The term “financial technology” has certainly evolved over the years. At one time, it referred to the use of an abacus when calculating ancient taxation rates. During the latter half of the 20th century, cutting-edge technology was associated with pocket calculators and offline spreadsheets.
We are now living within a world that seems to usher in new financial technology on a regular basis. Therefore, it is no great surprise that it can be difficult to appreciate where we may be headed. What purposes do these systems serve? How can they benefit individuals as well as corporations? Is there any way to predict what the future may have in store? Each of these questions warrants a closer examination.
Financial technology at a glance
What exactly does finance technology entail? From a generalised perspective, this sector is associated with any system that automates and enhances the delivery of fiscal services to the end user. Often referred to by the portmanteau FinTech, many of these actions are now based within the digital domain.
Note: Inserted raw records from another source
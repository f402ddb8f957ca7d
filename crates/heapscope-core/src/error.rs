//! # Error Types
//!
//! Error handling for dump loading and graph queries.
//!
//! We use `thiserror` to automatically generate `Error` trait implementations
//! and nice error messages.
//!
//! Errors come in exactly one flavor here: a load either completes and yields
//! a fully linked [`crate::Dump`], or it fails with one of these variants and
//! yields nothing. Recoverable disagreements between the dump and the DWARF
//! info are not errors; they are logged as warnings and the loader falls back
//! to the information carried by the dump itself.

use thiserror::Error;

/// Main error type for dump operations
///
/// Each variant corresponds to a precondition the input failed to meet. Where
/// it helps pinpoint the problem, the variant carries the absolute file offset
/// of the record being decoded when the failure was detected.
#[derive(Error, Debug)]
pub enum DumpError
{
    /// The dump file does not start with the expected header line
    ///
    /// Every supported dump begins with the ASCII line `go1.3 heap dump`.
    /// Anything else (including dumps from other runtime versions) is
    /// rejected up front rather than misparsed.
    #[error("not a go1.3 heap dump file")]
    BadHeader,

    /// A record tag outside the known set was encountered
    #[error("unknown record tag {tag} at offset 0x{offset:x}")]
    UnknownTag
    {
        /// The unrecognized tag value
        tag: u64,
        /// File offset at which the tag was read
        offset: u64,
    },

    /// The byte stream ended in the middle of a record
    #[error("truncated record at offset 0x{offset:x}: {what}")]
    Truncated
    {
        /// What was being decoded when the stream ran dry
        what: &'static str,
        /// File offset of the partial value
        offset: u64,
    },

    /// The dump declares a pointer-size/byte-order combination we can't read
    ///
    /// Only little/big endian crossed with 4- or 8-byte pointers is
    /// supported; these are the only combinations the runtime emits.
    #[error("unsupported parameters: endian={endian} ptr_size={ptr_size}")]
    UnsupportedParams
    {
        /// Raw endianness discriminator from the params record
        endian: u64,
        /// Declared pointer width in bytes
        ptr_size: u64,
    },

    /// An object record appeared before the params record
    ///
    /// Object layouts depend on the pointer size and byte order declared by
    /// the params record, so the dumper always writes params first.
    #[error("object record at offset 0x{offset:x} precedes params record")]
    MissingParams
    {
        /// File offset of the offending object record
        offset: u64,
    },

    /// A channel object appeared before the channel header size was known
    #[error("channel object at offset 0x{offset:x} precedes hchan size")]
    MissingChanSize
    {
        /// File offset of the offending object record
        offset: u64,
    },

    /// An object referenced a type address with no preceding type record
    #[error("no type record for type address 0x{addr:x} (types must precede use)")]
    UnknownType
    {
        /// The unresolvable type address
        addr: u64,
    },

    /// An object record carried an invalid kind discriminator
    #[error("bad object kind {kind} at offset 0x{offset:x}")]
    BadObjectKind
    {
        /// The unrecognized kind value
        kind: u64,
        /// File offset of the object record
        offset: u64,
    },

    /// A field list carried a kind value outside the known set
    #[error("bad field kind {kind} at offset 0x{offset:x}")]
    BadFieldKind
    {
        /// The unrecognized kind value
        kind: u64,
        /// File offset at which the kind was read
        offset: u64,
    },

    /// A type/kind combination that has no defined layout
    ///
    /// Arrays and channels require a type record; conservatively-scanned
    /// objects must not have one.
    #[error("object kind {kind} is invalid for type {type_desc}")]
    BadTypeKindCombo
    {
        /// Kind discriminator as decoded
        kind: u64,
        /// Short description of the type slot ("none" or the type name)
        type_desc: String,
    },

    /// A typeless allocation has a size we can't tile with raw-data fields
    #[error("typeless object size {size} is not a multiple of 8")]
    OddRawSize
    {
        /// Declared object size
        size: u64,
    },

    /// A goroutine's top-of-stack frame is missing from the frame index
    #[error("no stack frame at sp=0x{sp:x} depth=0 for goroutine 0x{addr:x}")]
    MissingTopFrame
    {
        /// Goroutine address from the dump
        addr: u64,
        /// The goroutine's recorded top-of-stack pointer
        sp: u64,
    },

    /// A goroutine carries a status code the runtime never writes to a dump
    ///
    /// Status 2 (running) also lands here: a dump is taken with the world
    /// stopped, so a running goroutine means the dump is corrupt.
    #[error("goroutine 0x{addr:x} has unexpected status {status}")]
    BadGoroutineStatus
    {
        /// Goroutine address from the dump
        addr: u64,
        /// The offending status code
        status: u64,
    },

    /// The executable could not be parsed as ELF, Mach-O, or PE
    #[error("can't read executable {path}: {reason}")]
    BadExecutable
    {
        /// Path we attempted to open
        path: String,
        /// Underlying parse failure
        reason: String,
    },

    /// The DWARF info in the executable is corrupt or self-inconsistent
    ///
    /// Covers missing typedef referents, value-type cycles, and member
    /// records outside any struct.
    #[error("corrupt DWARF info: {0}")]
    CorruptDwarf(String),

    /// Low-level DWARF section decoding failure
    #[error("DWARF decoding error: {0}")]
    Dwarf(#[from] gimli::Error),

    /// I/O error reading the dump file or the executable
    #[error("IO error: {0}")]
    Io(#[from] std::io::Error),
}

/// Convenience type alias for `Result<T, DumpError>`
pub type Result<T> = std::result::Result<T, DumpError>;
The types of financial technology can nonetheless be grouped into several discrete categories, including:
- Tailor-made smartphone applications.
- Online money transfers.
- Automated investment services.
- Cryptocurrencies and the blockchain.
- Crowdfunding.
As this article highlights, the majority of wealth management specialists now consider the FinTech sector one of the most important utilities at their disposal.
How can this technology be leveraged to offer superior results?
It can be argued that the financial technology industry is centred around a handful of principles. These include automation, efficiency, accuracy, security, and customer satisfaction.
We should nonetheless mention the notion of agility before moving on. Contemporary institutional investors are no longer interested in “cookie-cutter” solutions. They instead require bespoke packages that are moulded around their discrete requirements. The malleable nature of financial technology can transform such a notion into reality.
Furthermore, a quick and streamlined means to access proprietary data will likewise result in higher levels of efficiency. This only stands to reason when we consider the fast-paced nature of the investment community. Thus, it makes perfect sense that technology investment is on the rise in recent years.
The multifaceted nature of financial technology
A financial technology company will often provide a variety of services to its client base. These are designed around the type of demographic being catered to as well as what market(s) the firm is associated with. Having said this, here are some of the most popular FinTech uses (in relation to hierarchical adoption rates):
- Digital transactions (such as payments, deposits and withdrawals).
- Insurance packages.
- Investments and wealth management.
- Financial planning.
- Loans and other types of structured borrowing solutions.
As finance and technology become even more interwoven within the digital domain, there is no doubt that such methods will continue to gain ground.
How have the attitudes associated with financial technology changed?
Although the advantages attributed to financial tech are clear, real-world implementation did not occur overnight. One reason behind this observation involves the simple fact that humans tend to be wary about new technologies that have not yet been proven. Some likewise doubted if highly automated and digitised services would be capable of providing personalised solutions.
Although these concerns might have held some merit during the 1990s and the early 2000s, the fact of the matter is that we are living in a brave new (digital) world. Well over half of all wealth managers now feel that FinTech companies are absolutely essential in regard to providing streamlined solutions to their clients. In the same respect, the average consumer has become accustomed to options such as automated banking, e-wallets and online financial planning. This is due in large part to the decidedly ubiquitous nature of the services themselves.
A synergy of humans and machines
It should be stressed that finance tech and traditional techniques often represent two sides of the same proverbial coin. In other words, the most reputable investment advisory firms utilise both in tandem. This helps to ensure targeted solutions while simultaneously offering clients a greater level of efficiency. Still, each approach boasts its own unique strengths.
Human interactions are often associated with tasks such as personal consultation, the ability to develop long-term relationships and an organic appeal. Automated services (such as those provided by a FinTech bank) are frequently employed when performing complex calculations, portfolio analyses and when interpreting big data.
What is the future of financial technology?
We are now beginning to witness the rise of the “financial technologist“; an individual who specialises in personalised asset management with the help of the latest digital innovations. This will ultimately redefine the entire sector as we know it.
Of course, there are still some hurdles that may need to be overcome. Examples include thwarting instances of data theft, complying with governmental regulations and guaranteeing a positive end-user experience. It is nonetheless a fact that financial technology is here to stay. As the uses become even more relevant, individuals and institutions alike should benefit from its applications. In terms of adopting FinTech, the best companies will make it a point to remain well ahead of the curve.